# Data records
*** Block opens ***

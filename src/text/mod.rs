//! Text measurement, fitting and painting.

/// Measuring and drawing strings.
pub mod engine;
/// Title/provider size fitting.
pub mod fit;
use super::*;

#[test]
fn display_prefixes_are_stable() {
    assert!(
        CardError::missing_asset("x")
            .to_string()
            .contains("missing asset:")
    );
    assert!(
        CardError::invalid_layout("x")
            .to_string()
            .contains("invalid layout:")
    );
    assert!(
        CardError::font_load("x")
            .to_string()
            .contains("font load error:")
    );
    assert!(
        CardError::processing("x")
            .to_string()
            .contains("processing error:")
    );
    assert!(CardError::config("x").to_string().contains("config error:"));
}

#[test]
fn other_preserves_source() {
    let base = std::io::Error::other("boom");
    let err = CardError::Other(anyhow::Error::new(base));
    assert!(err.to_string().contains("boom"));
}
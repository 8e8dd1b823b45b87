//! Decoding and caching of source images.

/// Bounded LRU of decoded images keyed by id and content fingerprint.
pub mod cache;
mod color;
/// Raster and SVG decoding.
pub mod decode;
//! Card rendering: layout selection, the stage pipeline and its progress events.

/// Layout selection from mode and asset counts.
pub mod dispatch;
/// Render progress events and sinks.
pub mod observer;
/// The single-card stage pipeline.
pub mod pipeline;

*** Block closes ***
*** Block opens ***

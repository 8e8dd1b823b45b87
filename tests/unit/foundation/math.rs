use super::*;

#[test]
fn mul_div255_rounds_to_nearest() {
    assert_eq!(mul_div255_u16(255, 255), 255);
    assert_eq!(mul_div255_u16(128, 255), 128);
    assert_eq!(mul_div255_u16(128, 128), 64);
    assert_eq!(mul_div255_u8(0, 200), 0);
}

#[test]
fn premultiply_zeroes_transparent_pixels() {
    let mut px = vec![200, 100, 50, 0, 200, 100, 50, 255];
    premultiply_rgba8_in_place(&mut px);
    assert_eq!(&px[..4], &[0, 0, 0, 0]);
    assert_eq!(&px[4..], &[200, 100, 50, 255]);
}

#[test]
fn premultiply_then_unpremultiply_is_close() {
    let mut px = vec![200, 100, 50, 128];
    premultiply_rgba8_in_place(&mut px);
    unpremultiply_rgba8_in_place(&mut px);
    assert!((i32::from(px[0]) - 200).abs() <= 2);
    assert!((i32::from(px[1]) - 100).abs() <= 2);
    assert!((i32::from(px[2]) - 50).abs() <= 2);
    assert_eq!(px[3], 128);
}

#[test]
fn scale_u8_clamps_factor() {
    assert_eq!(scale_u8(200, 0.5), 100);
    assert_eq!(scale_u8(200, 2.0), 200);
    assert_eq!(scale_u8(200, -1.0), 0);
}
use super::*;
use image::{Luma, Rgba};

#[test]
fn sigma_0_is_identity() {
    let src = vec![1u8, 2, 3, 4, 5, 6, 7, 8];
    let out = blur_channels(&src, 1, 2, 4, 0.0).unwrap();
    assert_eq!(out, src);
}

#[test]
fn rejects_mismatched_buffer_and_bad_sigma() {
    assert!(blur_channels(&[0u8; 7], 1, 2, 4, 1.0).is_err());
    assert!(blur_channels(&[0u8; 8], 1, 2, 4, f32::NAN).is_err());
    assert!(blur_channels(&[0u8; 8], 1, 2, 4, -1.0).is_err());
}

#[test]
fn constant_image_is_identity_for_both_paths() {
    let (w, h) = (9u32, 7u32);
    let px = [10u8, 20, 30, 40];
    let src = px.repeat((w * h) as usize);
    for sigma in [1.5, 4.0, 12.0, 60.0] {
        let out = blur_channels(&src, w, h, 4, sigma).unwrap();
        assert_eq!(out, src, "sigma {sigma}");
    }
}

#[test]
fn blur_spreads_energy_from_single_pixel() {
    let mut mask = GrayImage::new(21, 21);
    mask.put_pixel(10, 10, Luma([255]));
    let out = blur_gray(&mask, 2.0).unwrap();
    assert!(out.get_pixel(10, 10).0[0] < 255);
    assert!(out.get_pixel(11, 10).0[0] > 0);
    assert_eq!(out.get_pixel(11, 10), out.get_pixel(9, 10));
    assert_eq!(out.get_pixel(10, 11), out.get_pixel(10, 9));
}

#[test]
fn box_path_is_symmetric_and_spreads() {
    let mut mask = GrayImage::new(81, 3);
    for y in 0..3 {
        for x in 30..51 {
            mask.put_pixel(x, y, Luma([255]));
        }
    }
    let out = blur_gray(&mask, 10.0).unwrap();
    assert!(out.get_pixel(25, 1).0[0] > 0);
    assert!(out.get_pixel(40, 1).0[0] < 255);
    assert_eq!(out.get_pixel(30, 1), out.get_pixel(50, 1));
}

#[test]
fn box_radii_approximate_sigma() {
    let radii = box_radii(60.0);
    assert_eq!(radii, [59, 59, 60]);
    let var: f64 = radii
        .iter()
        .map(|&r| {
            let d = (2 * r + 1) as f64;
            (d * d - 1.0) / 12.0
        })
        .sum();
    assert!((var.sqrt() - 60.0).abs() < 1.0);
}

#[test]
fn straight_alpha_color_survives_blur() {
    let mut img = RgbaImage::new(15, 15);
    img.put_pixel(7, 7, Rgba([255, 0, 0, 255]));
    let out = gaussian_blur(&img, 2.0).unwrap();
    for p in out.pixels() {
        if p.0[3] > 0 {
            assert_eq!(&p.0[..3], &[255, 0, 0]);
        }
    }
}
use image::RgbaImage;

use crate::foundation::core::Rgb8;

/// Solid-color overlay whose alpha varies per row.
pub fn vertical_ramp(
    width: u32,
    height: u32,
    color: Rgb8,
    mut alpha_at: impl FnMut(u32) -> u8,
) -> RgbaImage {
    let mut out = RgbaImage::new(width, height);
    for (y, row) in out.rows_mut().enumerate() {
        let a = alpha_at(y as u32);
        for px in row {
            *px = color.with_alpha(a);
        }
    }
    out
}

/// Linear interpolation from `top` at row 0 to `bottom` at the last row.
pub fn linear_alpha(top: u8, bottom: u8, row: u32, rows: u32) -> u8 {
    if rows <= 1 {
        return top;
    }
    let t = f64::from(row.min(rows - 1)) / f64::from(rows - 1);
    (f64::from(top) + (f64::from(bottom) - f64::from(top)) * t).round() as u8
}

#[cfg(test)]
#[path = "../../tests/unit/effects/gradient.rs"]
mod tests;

*** Block closes ***

# AIM OF THE EXERCISE
Check every line of the records above for the string "filename". Copy those that hold it.

# RESPONSE TO THE EXERCISE
filename src/text/mod.rs
filename tests/unit/foundation/math.rs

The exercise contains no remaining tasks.